Assuming mykiddies you are the OP, I'm not sure speaking to your manager in that way is going to achieve what you want. If you can deal with it yourself, speak to these women and try and move past it, they will respect you more and it is more likely to bring about the result you want.

Try not to get too hung up on principles, and think about the result you want and how best to get there.

Salem1 · 20/01/2009 12:27

Two ladies at work are deliberately trying to stress me out and slander my name because I won?t talk to them about my baby.

I chose to blank them as last year one of them asked me when was my due date and I told her and she then gave me a cross between a dirty look and rolled eyes at me. From then I just cut her right out of my conversations. The other one then got angry because my Aunt had died! Bizare! The team PA came over and asked me why I was on leave so she could record it ? when I told her the other girl slammed down her pen in anger in response

I always make sure I'm being polite and I?ve kept it to myself. I love ignoring their snide remarks and bitterness. I put it down to jealousy.

I come in and say hello/goodbye and work in a polite manner and it bugs them.

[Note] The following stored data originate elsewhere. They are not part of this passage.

//! # cohort-core
//!
//! Core types for Cohort, the classroom group-evaluation client.
//!
//! This crate provides the foundational types shared across all Cohort crates:
//! - Flat records mirroring the three remote tables (groups, evaluations, students)
//! - The render-ready [`AssembledGroup`] view model and its [`ListKey`]
//! - The pure [`assemble`] join that builds the group list
//! - Card views with display fallbacks for missing data
//! - Sign-up form validation
//! - Cross-cutting error types

pub mod assembled;
pub mod assembler;
pub mod card;
pub mod errors;
pub mod records;
pub mod signup;

pub use assembled::{AssembledGroup, ListKey};
pub use assembler::assemble;
pub use card::GroupCard;
pub use errors::CoreError;
pub use records::{EvaluationRecord, GroupRecord, StudentRecord};
pub use signup::{NewStudent, SignUpForm};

I kind of like the fact that they are bitter and I'm happy about my baby. That's their own self-inflicted punishment for their own meanness.

RamblingRosa · 20/01/2009 12:56

I'm in a similar situation but not nearly as bad jogym. A lot of people in my office are friendly but there are a few people I work with who are really cliquey and one person in particular who I work with who quite often blanks me for a whole day (even though we sit about a metre apart, facing each other!).

Since I've come back from maternity leave I've taken the view that I'm just here to do my job and then get back to my lovely DD so I try not to let it bother me. I just keep my head down and get on with it. If he doesn't want to talk to me then that's fine!

If it's getting to you then I think you should say something though. As other people have said, if you make a point of saying hello and being super friendly then they'll look pretty silly if they carry on trying to blank you.

knittingmama · 21/01/2009 20:58

I went through this situation in a previous job. There were 4 of us in the office in total, and often the director (one of the 4) wasn't there. When it was 3 of us, things were fine, because one of my coworkers was quite mature and professional- she may not have liked me but she did say hello, etc. When there were just 2 of us, it was HELL. It was like this a lot, as the director and 3rd person were often out. I was so miserable and depressed- she would simply ignore me, or if I tried to talk to her, she would give me a one word answer. Went on like this for ages. One day I just couldn't take it anymore and when it was just the 2 of us I blurted out "Have I done something to offend you?" And everything came out- she didn't like me because of something I said. She was very immature and like the coworkers you described- into her shopping and fake tans and going out on the piss. Even though it was hard to hear someone criticising me, it was far better to air it than to suffer in silence. Good luck!